-- Records shown follows --

//! Genetic data: traits, mutations, and per-creature genetic profiles.
//!
//! A [`GeneticProfile`] never holds two traits with the same name. The
//! invariant is enforced by [`GeneticProfile::new`], by [`GeneticProfile::add_trait`],
//! and on deserialization.
//!
//! The novel-trait pool and the mutation table below are fixed data: given
//! the same random source they always produce the same picks.

use std::fmt;

use rand::Rng;
use serde::{Deserialize, Serialize};

use crate::creature::CreatureId;
use crate::species::Species;

/// Whether a trait passes readily to offspring or tends to stay hidden.
#[derive(Debug, Clone, Copy, PartialEq, Eq, Hash, Serialize, Deserialize)]
pub enum Dominance {
    Dominant,
    Recessive,
}

impl Dominance {
    pub fn all() -> &'static [Dominance] {
        &[Dominance::Dominant, Dominance::Recessive]
    }
}

/// Rarity tier of a trait, from most to least common.
#[derive(Debug, Clone, Copy, PartialEq, Eq, PartialOrd, Ord, Hash, Serialize, Deserialize)]
pub enum Rarity {
    Common,
    Uncommon,
    Rare,
    Epic,
    Legendary,
}

impl Rarity {
    pub fn all() -> &'static [Rarity] {
        &[
            Rarity::Common,
            Rarity::Uncommon,
            Rarity::Rare,
            Rarity::Epic,
            Rarity::Legendary,
        ]
    }

    /// Index into per-rarity tables (0 = common).
    pub fn index(self) -> usize {
        self as usize
    }

    /// The next rarer tier. Legendary stays legendary.
    pub fn promoted(self) -> Self {
        match self {
            Rarity::Common => Rarity::Uncommon,
            Rarity::Uncommon => Rarity::Rare,
            Rarity::Rare => Rarity::Epic,
            Rarity::Epic | Rarity::Legendary => Rarity::Legendary,
        }
    }

    pub fn label(self) -> &'static str {
        match self {
            Rarity::Common => "Common",
            Rarity::Uncommon => "Uncommon",
            Rarity::Rare => "Rare",
            Rarity::Epic => "Epic",
            Rarity::Legendary => "Legendary",
        }
    }
}

impl fmt::Display for Rarity {
    fn fmt(&self, f: &mut fmt::Formatter<'_>) -> fmt::Result {
        f.write_str(self.label())
    }
}

/// A named heritable feature.
#[derive(Debug, Clone, PartialEq, Eq, Hash, Serialize, Deserialize)]
pub struct GeneticTrait {
    pub name: String,
    pub dominance: Dominance,
    pub rarity: Rarity,
    #[serde(default, skip_serializing_if = "Option::is_none")]
    pub description: Option<String>,
}

impl GeneticTrait {
    pub fn new(name: impl Into<String>, dominance: Dominance, rarity: Rarity) -> Self {
        Self {
            name: name.into(),
            dominance,
            rarity,
            description: None,
        }
    }

    pub fn with_description(mut self, description: impl Into<String>) -> Self {
        self.description = Some(description.into());
        self
    }
}

/// What a mutation does to the offspring.
#[derive(Debug, Clone, Copy, PartialEq, Eq, Hash, Serialize, Deserialize)]
pub enum MutationEffect {
    /// Adds one trait carried by neither parent.
    NewTrait,
    /// Promotes one inherited trait a rarity tier.
    TraitModification,
    /// Nudges one personality slider.
    PersonalityShift,
}

/// A mutation recorded on an offspring's genetic profile.
#[derive(Debug, Clone, PartialEq, Eq, Serialize, Deserialize)]
pub struct Mutation {
    pub name: String,
    pub effect: MutationEffect,
}

/// Named mutations and their effects. Picked uniformly on a mutation hit.
pub static MUTATION_KINDS: &[(&str, MutationEffect)] = &[
    ("Chromatic Shift", MutationEffect::NewTrait),
    ("Size Variation", MutationEffect::TraitModification),
    ("Behavioral Change", MutationEffect::PersonalityShift),
    ("Enhanced Ability", MutationEffect::NewTrait),
    ("Color Mutation", MutationEffect::TraitModification),
];

impl Mutation {
    /// Pick one of [`MUTATION_KINDS`] uniformly.
    pub fn random(rng: &mut impl Rng) -> Self {
        let (name, effect) = MUTATION_KINDS[rng.gen_range(0..MUTATION_KINDS.len())];
        Self {
            name: name.to_string(),
            effect,
        }
    }
}

/// Traits that can appear through mutation or founder seeding.
pub static NOVEL_TRAIT_POOL: &[(&str, Dominance, Rarity)] = &[
    // Appearance
    ("Vibrant Colors", Dominance::Dominant, Rarity::Uncommon),
    ("Pastel Colors", Dominance::Recessive, Rarity::Uncommon),
    ("Sparkle Effect", Dominance::Recessive, Rarity::Rare),
    ("Extra Large Size", Dominance::Dominant, Rarity::Uncommon),
    ("Miniature Size", Dominance::Recessive, Rarity::Rare),
    // Behavioral
    ("High Energy", Dominance::Dominant, Rarity::Common),
    ("Calm Demeanor", Dominance::Recessive, Rarity::Common),
    ("Extra Playful", Dominance::Dominant, Rarity::Uncommon),
    ("Highly Intelligent", Dominance::Recessive, Rarity::Rare),
    // Special abilities
    ("Fast Learner", Dominance::Dominant, Rarity::Uncommon),
    ("Empathic Bond", Dominance::Recessive, Rarity::Rare),
    ("Long Lifespan", Dominance::Recessive, Rarity::Epic),
    ("Unique Vocalization", Dominance::Dominant, Rarity::Uncommon),
    // Legendary
    ("Magical Aura", Dominance::Recessive, Rarity::Legendary),
    ("Shape Shifter", Dominance::Recessive, Rarity::Legendary),
];

/// Cumulative rarity roll for novel traits.
const RARITY_ROLL: [(Rarity, f32); 5] = [
    (Rarity::Common, 0.5),
    (Rarity::Uncommon, 0.8),
    (Rarity::Rare, 0.95),
    (Rarity::Epic, 0.99),
    (Rarity::Legendary, 1.0),
];

/// Roll a rarity tier: common 50%, uncommon 30%, rare 15%, epic 4%, legendary 1%.
pub fn roll_rarity(rng: &mut impl Rng) -> Rarity {
    let roll: f32 = rng.gen();
    RARITY_ROLL
        .iter()
        .find(|(_, cutoff)| roll < *cutoff)
        .map(|(rarity, _)| *rarity)
        .unwrap_or(Rarity::Legendary)
}

/// Pick a trait from [`NOVEL_TRAIT_POOL`] whose name is not taken.
///
/// A rarity tier is rolled first; if every trait in that tier is taken, any
/// remaining pool trait is used instead. Returns `None` once the pool is
/// exhausted.
pub fn pick_novel_trait(
    is_taken: impl Fn(&str) -> bool,
    rng: &mut impl Rng,
) -> Option<GeneticTrait> {
    let tier = roll_rarity(rng);
    let available: Vec<_> = NOVEL_TRAIT_POOL
        .iter()
        .filter(|(name, _, _)| !is_taken(name))
        .collect();
    if available.is_empty() {
        return None;
    }

    let in_tier: Vec<_> = available
        .iter()
        .copied()
        .filter(|(_, _, rarity)| *rarity == tier)
        .collect();
    let candidates = if in_tier.is_empty() { &available } else { &in_tier };

    let (name, dominance, rarity) = candidates[rng.gen_range(0..candidates.len())];
    Some(GeneticTrait::new(*name, *dominance, *rarity))
}

/// Heritable makeup of one creature.
#[derive(Debug, Clone, PartialEq, Serialize, Deserialize)]
#[serde(from = "RawGeneticProfile")]
pub struct GeneticProfile {
    /// Breeding cycles since the generation-0 founders.
    pub generation: u32,
    traits: Vec<GeneticTrait>,
    /// Mutations that occurred when this creature was bred.
    pub mutations: Vec<Mutation>,
    /// Parents, empty for founders.
    pub parent_ids: Vec<CreatureId>,
}

#[derive(Deserialize)]
struct RawGeneticProfile {
    #[serde(default)]
    generation: u32,
    #[serde(default)]
    traits: Vec<GeneticTrait>,
    #[serde(default)]
    mutations: Vec<Mutation>,
    #[serde(default)]
    parent_ids: Vec<CreatureId>,
}

impl From<RawGeneticProfile> for GeneticProfile {
    fn from(raw: RawGeneticProfile) -> Self {
        let mut profile = GeneticProfile::new(raw.generation, raw.traits);
        profile.mutations = raw.mutations;
        profile.parent_ids = raw.parent_ids;
        profile
    }
}

impl Default for GeneticProfile {
    fn default() -> Self {
        Self::new(0, Vec::new())
    }
}

impl GeneticProfile {
    /// Build a profile. Later traits whose name was already seen are dropped.
    pub fn new(generation: u32, traits: impl IntoIterator<Item = GeneticTrait>) -> Self {
        let mut profile = Self {
            generation,
            traits: Vec::new(),
            mutations: Vec::new(),
            parent_ids: Vec::new(),
        };
        for t in traits {
            profile.add_trait(t);
        }
        profile
    }

    /// Random generation-0 genetics: species base traits plus 2–5 pool traits.
    pub fn random_for(species: Species, rng: &mut impl Rng) -> Self {
        let mut profile = Self::new(0, species.base_traits());
        let extra = rng.gen_range(2..=5);
        for _ in 0..extra {
            if let Some(t) = pick_novel_trait(|name| profile.has_trait(name), rng) {
                profile.add_trait(t);
            }
        }
        profile
    }

    /// Add a trait. Returns false (and leaves the profile unchanged) when a
    /// trait with the same name is already present.
    pub fn add_trait(&mut self, genetic_trait: GeneticTrait) -> bool {
        if self.has_trait(&genetic_trait.name) {
            return false;
        }
        self.traits.push(genetic_trait);
        true
    }

    pub fn traits(&self) -> &[GeneticTrait] {
        &self.traits
    }

    pub(crate) fn traits_mut(&mut self) -> &mut [GeneticTrait] {
        &mut self.traits
    }

    pub fn get_trait(&self, name: &str) -> Option<&GeneticTrait> {
        self.traits.iter().find(|t| t.name == name)
    }

    pub fn has_trait(&self, name: &str) -> bool {
        self.get_trait(name).is_some()
    }

    pub fn trait_names(&self) -> Vec<&str> {
        self.traits.iter().map(|t| t.name.as_str()).collect()
    }

    pub fn count_traits(&self, rarity: Rarity) -> usize {
        self.traits.iter().filter(|t| t.rarity == rarity).count()
    }
}
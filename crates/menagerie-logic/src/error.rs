//! Breeding rejection reasons.

use thiserror::Error;

use crate::species::LifeStage;

/// Why a pair of creatures could not be bred. Every variant carries enough
/// context to be shown to the player directly.
#[derive(Debug, Clone, PartialEq, Error)]
pub enum BreedingError {
    #[error("{0} is not ready to breed yet")]
    ParentNotReady(String),
    #[error("{0} is at the {1} life stage; only adults can breed")]
    WrongLifeStage(String, LifeStage),
    #[error("{0} has insufficient health to breed ({1:.2})")]
    InsufficientHealth(String, f32),
    #[error("creatures of different species cannot breed")]
    SpeciesMismatch,
    #[error("a creature cannot breed with itself")]
    SameParent,
}
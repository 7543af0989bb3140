//! Breeding eligibility — pure checks over two parent snapshots.
//!
//! Checks run in a fixed order and the first failure wins:
//!
//! 1. same creature twice
//! 2. species mismatch
//! 3. life stage (both must be adults)
//! 4. health threshold
//! 5. caller-supplied readiness (e.g. a breeding cooldown tracked elsewhere)
//!
//! Within one check, parent 1 is examined before parent 2.

use crate::config::BreedingConfig;
use crate::creature::CreatureRecord;
use crate::error::BreedingError;

/// Readiness flags supplied by the caller. `None` means no flag was given
/// and the parent is treated as ready.
#[derive(Debug, Clone, Copy, Default, PartialEq, Eq)]
pub struct Readiness {
    pub parent1: Option<bool>,
    pub parent2: Option<bool>,
}

impl Readiness {
    /// Both parents explicitly ready or not.
    pub fn both(ready: bool) -> Self {
        Self {
            parent1: Some(ready),
            parent2: Some(ready),
        }
    }
}

/// Validate that two creatures may breed.
pub fn validate(
    parent1: &CreatureRecord,
    parent2: &CreatureRecord,
    readiness: Readiness,
    config: &BreedingConfig,
) -> Result<(), BreedingError> {
    if parent1.id == parent2.id {
        return Err(BreedingError::SameParent);
    }

    if parent1.species != parent2.species {
        return Err(BreedingError::SpeciesMismatch);
    }

    for parent in [parent1, parent2] {
        if !parent.life_stage.can_breed() {
            return Err(BreedingError::WrongLifeStage(
                parent.name.clone(),
                parent.life_stage,
            ));
        }
    }

    for parent in [parent1, parent2] {
        // NaN health fails the gate.
        if !(parent.health >= config.min_breeding_health) {
            return Err(BreedingError::InsufficientHealth(
                parent.name.clone(),
                parent.health,
            ));
        }
    }

    for (parent, ready) in [(parent1, readiness.parent1), (parent2, readiness.parent2)] {
        if ready == Some(false) {
            return Err(BreedingError::ParentNotReady(parent.name.clone()));
        }
    }

    Ok(())
}
use pretty_assertions::assert_eq;
use symptom_dataset::{read_csv, ReferenceTable, Severity};
use symptom_search::{combine, find_matches, suggest, ConditionMatch, ConfidenceTier};

const DATASET: &str = "\
symptom,condition,severity
fever,Flu,Medium
fever,COVID-19,High
cough,COVID-19,High
cough,Common Cold,Low
sore throat,Common Cold,Low
sore throat,Strep Throat,Medium
chest pain,Heart Attack,Critical
shortness of breath,Heart Attack,Critical
shortness of breath,Asthma,Medium
headache,Migraine,Medium
headache,Tension Headache,Low
";

fn table() -> ReferenceTable {
    read_csv(DATASET.as_bytes(), "fixture").expect("fixture parses")
}

#[test]
fn documented_example_ranks_covid_first() {
    let table = read_csv(
        "symptom,condition,severity\nfever,Flu,Medium\nfever,COVID-19,High\ncough,COVID-19,High\n"
            .as_bytes(),
        "example",
    )
    .unwrap();
    let matches = find_matches(&["fever", "cough"], &table);
    assert_eq!(
        matches.get("fever").unwrap(),
        &[
            ConditionMatch::new("Flu", Severity::Medium),
            ConditionMatch::new("COVID-19", Severity::High),
        ]
    );
    let ranked: Vec<(String, usize, Severity)> = combine(&matches)
        .into_iter()
        .map(|c| (c.condition, c.match_count, c.severity))
        .collect();
    assert_eq!(
        ranked,
        vec![
            ("COVID-19".to_string(), 2, Severity::High),
            ("Flu".to_string(), 1, Severity::Medium),
        ]
    );
}

#[test]
fn repeated_condition_counts_once_per_symptom() {
    let table = read_csv(
        "symptom,condition,severity\nfever,Flu,Medium\nfever,Flu,Medium\nhigh fever,Flu,Medium\nhigh fever,Malaria,High\n"
            .as_bytes(),
        "duplicates",
    )
    .unwrap();
    let matches = find_matches(&["fever"], &table);
    assert_eq!(
        matches.get("fever").unwrap(),
        &[
            ConditionMatch::new("Flu", Severity::Medium),
            ConditionMatch::new("Malaria", Severity::High),
        ]
    );
    let ranked: Vec<(String, usize, Severity)> = combine(&matches)
        .into_iter()
        .map(|c| (c.condition, c.match_count, c.severity))
        .collect();
    assert_eq!(
        ranked,
        vec![
            ("Malaria".to_string(), 1, Severity::High),
            ("Flu".to_string(), 1, Severity::Medium),
        ]
    );
}

#[test]
fn free_text_symptoms_rank_pinned_order() {
    let table = table();
    let matches = find_matches(&["Chest pain!", "short of breath", "Fever", "cough"], &table);
    let ranked = combine(&matches);
    let order: Vec<(&str, usize, ConfidenceTier)> = ranked
        .iter()
        .map(|c| (c.condition.as_str(), c.match_count, c.confidence()))
        .collect();

    // "short of breath" only overlaps through the "breath" token.
    assert_eq!(
        order,
        vec![
            ("Heart Attack", 2, ConfidenceTier::Medium),
            ("COVID-19", 2, ConfidenceTier::Medium),
            ("Asthma", 1, ConfidenceTier::Low),
            ("Flu", 1, ConfidenceTier::Low),
            ("Common Cold", 1, ConfidenceTier::Low),
        ]
    );
}

#[test]
fn unmatched_symptoms_fall_back_to_suggestions() {
    let table = table();
    let matches = find_matches(&["throb", "xx"], &table);
    assert!(!matches.has_matches());
    assert!(combine(&matches).is_empty());

    let suggestions = suggest(&["throats"], &table.vocabulary(), 6);
    assert!(suggestions.is_empty());
    let suggestions = suggest(&["ache"], &table.vocabulary(), 6);
    assert_eq!(suggestions, vec!["headache"]);
}
use anyhow::{Context, Result};
use std::path::PathBuf;
use symptom_dataset::{load_csv, DatasetError, ReferenceTable};
use symptom_predictor::{PredictorError, SymptomPredictor};
use symptom_protocol::ErrorEnvelope;

use crate::config::{Config, LoadedConfig, INVALID_CONFIG};

pub(crate) mod capabilities;
pub(crate) mod check;
pub(crate) mod predict;
pub(crate) mod stats;
pub(crate) mod symptoms;

/// Top-level context for rejected user input; error classification keys on it.
pub(crate) const INVALID_INPUT: &str = "Invalid input";

/// Resolved configuration shared by every subcommand. The dataset is read on demand so
/// commands that do not need it keep working without one.
pub(crate) struct Session {
    pub config: Config,
    pub config_source: Option<PathBuf>,
}

impl Session {
    pub fn new(loaded: LoadedConfig) -> Self {
        Self {
            config: loaded.config,
            config_source: loaded.source,
        }
    }

    pub fn load_table(&self) -> Result<ReferenceTable> {
        let path = &self.config.dataset.path;
        load_csv(path).with_context(|| format!("Failed to load dataset {}", path.display()))
    }

    /// A predictor over the configured model directory, loaded if a model exists.
    pub fn predictor(&self, table: Option<&ReferenceTable>) -> SymptomPredictor {
        let mut predictor = SymptomPredictor::new(&self.config.predictor.model_dir);
        if predictor.load() && is_stale(&predictor, table) {
            log::warn!(
                "Predictor model in {} was trained on a different dataset; run `symptom-checker train` to refresh it",
                predictor.model_dir().display()
            );
        }
        predictor
    }
}

pub(crate) fn is_stale(predictor: &SymptomPredictor, table: Option<&ReferenceTable>) -> bool {
    match (predictor.model(), table) {
        (Some(model), Some(table)) => model.metadata().dataset_fingerprint != table.fingerprint(),
        _ => false,
    }
}

pub(crate) fn classify_error(err: &anyhow::Error) -> ErrorEnvelope {
    let message = format!("{err:#}");
    if err.chain().any(|cause| cause.is::<DatasetError>()) {
        return ErrorEnvelope::new("dataset_error", message).with_hint(
            "Pass --dataset or set SYMPTOM_CHECKER_DATASET to a CSV with symptom and condition columns",
        );
    }
    if err.chain().any(|cause| cause.is::<PredictorError>()) {
        return ErrorEnvelope::new("predictor_error", message)
            .with_hint("Run `symptom-checker train` to rebuild the model");
    }
    match err.to_string().as_str() {
        INVALID_CONFIG => ErrorEnvelope::new("invalid_config", message)
            .with_hint("Fix the reported key in the TOML config file"),
        INVALID_INPUT => ErrorEnvelope::new("invalid_input", message),
        _ => ErrorEnvelope::new("internal_error", message),
    }
}

#[cfg(test)]
mod tests {
    use super::*;
    use anyhow::anyhow;
    use pretty_assertions::assert_eq;

    #[test]
    fn dataset_errors_are_classified_through_context() {
        let err = anyhow::Error::new(DatasetError::MissingColumn {
            origin: "symptoms.csv".to_string(),
            column: "condition",
        })
        .context("Failed to load dataset symptoms.csv");
        let envelope = classify_error(&err);
        assert_eq!(envelope.code, "dataset_error");
        assert!(envelope.message.contains("condition"));
        assert!(envelope.hint.is_some());
    }

    #[test]
    fn config_and_input_errors_use_their_context() {
        let err = anyhow!("display.stats_top must be greater than zero").context(INVALID_CONFIG);
        let envelope = classify_error(&err);
        assert_eq!(envelope.code, "invalid_config");
        assert!(envelope.message.contains("display.stats_top"));

        let err = anyhow!("unknown quick pick 'x'").context(INVALID_INPUT);
        assert_eq!(classify_error(&err).code, "invalid_input");
        assert_eq!(classify_error(&anyhow!("boom")).code, "internal_error");
    }
}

-- Records shown concluded --

Instructions for the task:
In the entries above, the lines between the one holding "use crate::species::LifeStage;" and the one holding "repository 7543af0989bb3140", inclusive, are to be printed exactly as written, and those alone.

Solution for this task:
use crate::species::LifeStage;

/// Why a pair of creatures could not be bred. Every variant carries enough
/// context to be shown to the player directly.
#[derive(Debug, Clone, PartialEq, Error)]
pub enum BreedingError {
    #[error("{0} is not ready to breed yet")]
    ParentNotReady(String),
    #[error("{0} is at the {1} life stage; only adults can breed")]
    WrongLifeStage(String, LifeStage),
    #[error("{0} has insufficient health to breed ({1:.2})")]
    InsufficientHealth(String, f32),
    #[error("creatures of different species cannot breed")]
    SpeciesMismatch,
    #[error("a creature cannot breed with itself")]
    SameParent,
}
repository 7543af0989bb3140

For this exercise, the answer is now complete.